Supplied material =>
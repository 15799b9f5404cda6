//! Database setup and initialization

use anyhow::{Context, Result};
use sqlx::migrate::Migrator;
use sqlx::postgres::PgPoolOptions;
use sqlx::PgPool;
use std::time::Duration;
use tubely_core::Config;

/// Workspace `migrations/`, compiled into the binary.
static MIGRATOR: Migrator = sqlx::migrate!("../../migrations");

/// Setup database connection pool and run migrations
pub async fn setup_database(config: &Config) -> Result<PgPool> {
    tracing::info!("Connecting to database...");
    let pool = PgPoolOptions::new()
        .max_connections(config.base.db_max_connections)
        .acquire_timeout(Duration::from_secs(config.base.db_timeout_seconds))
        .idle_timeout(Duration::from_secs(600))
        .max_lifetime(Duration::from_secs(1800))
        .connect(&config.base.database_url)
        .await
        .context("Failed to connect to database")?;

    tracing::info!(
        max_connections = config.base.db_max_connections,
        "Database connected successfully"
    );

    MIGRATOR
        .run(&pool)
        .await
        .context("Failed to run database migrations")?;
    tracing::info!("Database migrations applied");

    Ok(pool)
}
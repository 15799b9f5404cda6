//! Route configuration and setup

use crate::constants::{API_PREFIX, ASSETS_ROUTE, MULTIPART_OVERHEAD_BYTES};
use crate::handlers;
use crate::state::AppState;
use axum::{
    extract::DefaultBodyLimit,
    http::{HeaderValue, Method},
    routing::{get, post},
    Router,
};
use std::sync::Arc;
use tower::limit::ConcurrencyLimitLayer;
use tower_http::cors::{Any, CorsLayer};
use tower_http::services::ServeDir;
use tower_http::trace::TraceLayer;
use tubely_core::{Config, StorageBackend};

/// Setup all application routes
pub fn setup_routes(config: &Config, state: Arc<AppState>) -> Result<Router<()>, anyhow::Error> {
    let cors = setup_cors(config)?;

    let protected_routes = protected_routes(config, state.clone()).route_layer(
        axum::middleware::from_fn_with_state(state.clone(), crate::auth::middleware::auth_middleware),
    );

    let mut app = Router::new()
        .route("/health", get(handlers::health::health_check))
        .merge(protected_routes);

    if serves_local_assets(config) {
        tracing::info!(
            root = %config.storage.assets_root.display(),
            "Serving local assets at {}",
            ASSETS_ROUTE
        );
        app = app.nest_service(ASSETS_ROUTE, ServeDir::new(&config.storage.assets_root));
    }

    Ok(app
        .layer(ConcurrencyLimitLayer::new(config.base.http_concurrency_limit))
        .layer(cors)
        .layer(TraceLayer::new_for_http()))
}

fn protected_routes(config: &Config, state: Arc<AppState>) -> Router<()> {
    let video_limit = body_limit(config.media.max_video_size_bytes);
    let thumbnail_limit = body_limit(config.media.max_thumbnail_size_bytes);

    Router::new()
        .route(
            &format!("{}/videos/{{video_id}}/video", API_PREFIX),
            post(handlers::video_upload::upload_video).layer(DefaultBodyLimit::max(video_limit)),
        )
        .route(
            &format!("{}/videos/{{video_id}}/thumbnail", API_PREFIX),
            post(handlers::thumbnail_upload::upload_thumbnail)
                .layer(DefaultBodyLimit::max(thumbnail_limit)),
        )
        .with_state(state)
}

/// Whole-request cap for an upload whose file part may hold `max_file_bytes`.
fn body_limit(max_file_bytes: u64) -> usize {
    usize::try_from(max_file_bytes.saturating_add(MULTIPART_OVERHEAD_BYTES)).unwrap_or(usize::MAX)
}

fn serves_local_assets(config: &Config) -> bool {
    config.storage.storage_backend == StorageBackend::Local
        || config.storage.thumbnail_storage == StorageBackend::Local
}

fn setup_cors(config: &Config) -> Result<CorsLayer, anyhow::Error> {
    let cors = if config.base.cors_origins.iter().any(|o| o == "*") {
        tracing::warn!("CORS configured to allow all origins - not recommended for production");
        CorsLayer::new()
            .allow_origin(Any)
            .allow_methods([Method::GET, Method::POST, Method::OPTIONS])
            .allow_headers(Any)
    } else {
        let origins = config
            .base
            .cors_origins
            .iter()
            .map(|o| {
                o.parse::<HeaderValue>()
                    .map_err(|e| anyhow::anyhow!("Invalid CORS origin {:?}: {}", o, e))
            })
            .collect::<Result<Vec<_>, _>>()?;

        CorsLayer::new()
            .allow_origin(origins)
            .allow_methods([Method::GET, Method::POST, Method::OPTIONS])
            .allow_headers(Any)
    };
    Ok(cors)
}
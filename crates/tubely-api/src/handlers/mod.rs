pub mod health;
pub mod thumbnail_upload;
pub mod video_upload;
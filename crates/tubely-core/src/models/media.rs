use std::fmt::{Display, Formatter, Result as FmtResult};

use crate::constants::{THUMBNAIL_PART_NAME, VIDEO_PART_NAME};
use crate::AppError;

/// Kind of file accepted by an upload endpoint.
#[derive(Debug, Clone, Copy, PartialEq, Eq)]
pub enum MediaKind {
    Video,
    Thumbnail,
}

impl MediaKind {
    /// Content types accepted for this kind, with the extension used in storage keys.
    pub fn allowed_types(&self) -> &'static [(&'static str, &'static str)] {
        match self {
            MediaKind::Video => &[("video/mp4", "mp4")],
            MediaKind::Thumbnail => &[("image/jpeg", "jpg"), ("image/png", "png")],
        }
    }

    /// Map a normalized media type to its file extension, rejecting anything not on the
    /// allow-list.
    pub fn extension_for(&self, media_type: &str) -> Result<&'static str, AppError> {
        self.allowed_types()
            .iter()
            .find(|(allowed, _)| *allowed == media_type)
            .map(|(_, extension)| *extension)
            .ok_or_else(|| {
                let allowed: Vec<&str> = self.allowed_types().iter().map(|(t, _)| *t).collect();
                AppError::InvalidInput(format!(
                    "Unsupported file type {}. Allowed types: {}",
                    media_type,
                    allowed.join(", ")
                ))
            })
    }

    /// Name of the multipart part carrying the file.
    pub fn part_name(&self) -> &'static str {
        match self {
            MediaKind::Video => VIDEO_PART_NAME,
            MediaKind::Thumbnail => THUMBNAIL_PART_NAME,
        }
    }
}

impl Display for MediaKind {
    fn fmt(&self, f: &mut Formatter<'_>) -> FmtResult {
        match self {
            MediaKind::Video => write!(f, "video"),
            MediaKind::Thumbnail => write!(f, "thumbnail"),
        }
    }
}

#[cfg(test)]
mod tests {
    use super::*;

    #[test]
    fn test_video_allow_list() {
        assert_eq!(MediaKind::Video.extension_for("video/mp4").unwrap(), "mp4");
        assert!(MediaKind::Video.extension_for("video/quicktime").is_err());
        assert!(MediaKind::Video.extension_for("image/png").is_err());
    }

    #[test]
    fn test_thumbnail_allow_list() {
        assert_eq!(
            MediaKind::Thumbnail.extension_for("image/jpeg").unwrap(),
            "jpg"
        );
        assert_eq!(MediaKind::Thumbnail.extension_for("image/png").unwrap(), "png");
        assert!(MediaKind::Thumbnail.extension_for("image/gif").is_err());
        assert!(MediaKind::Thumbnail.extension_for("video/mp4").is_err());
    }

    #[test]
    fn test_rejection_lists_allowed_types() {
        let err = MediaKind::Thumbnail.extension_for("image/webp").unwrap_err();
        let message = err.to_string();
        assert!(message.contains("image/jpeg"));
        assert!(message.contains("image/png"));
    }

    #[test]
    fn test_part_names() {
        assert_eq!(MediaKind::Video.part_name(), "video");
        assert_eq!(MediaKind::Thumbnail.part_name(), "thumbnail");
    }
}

Instructions for the task => In the entries above, find each line with the word "handlers" and show it.

Answer to this exercise =>
use crate::handlers;
        .route("/health", get(handlers::health::health_check))
            post(handlers::video_upload::upload_video).layer(DefaultBodyLimit::max(video_limit)),
            post(handlers::thumbnail_upload::upload_thumbnail)
filename crates/tubely-api/src/handlers/mod.rs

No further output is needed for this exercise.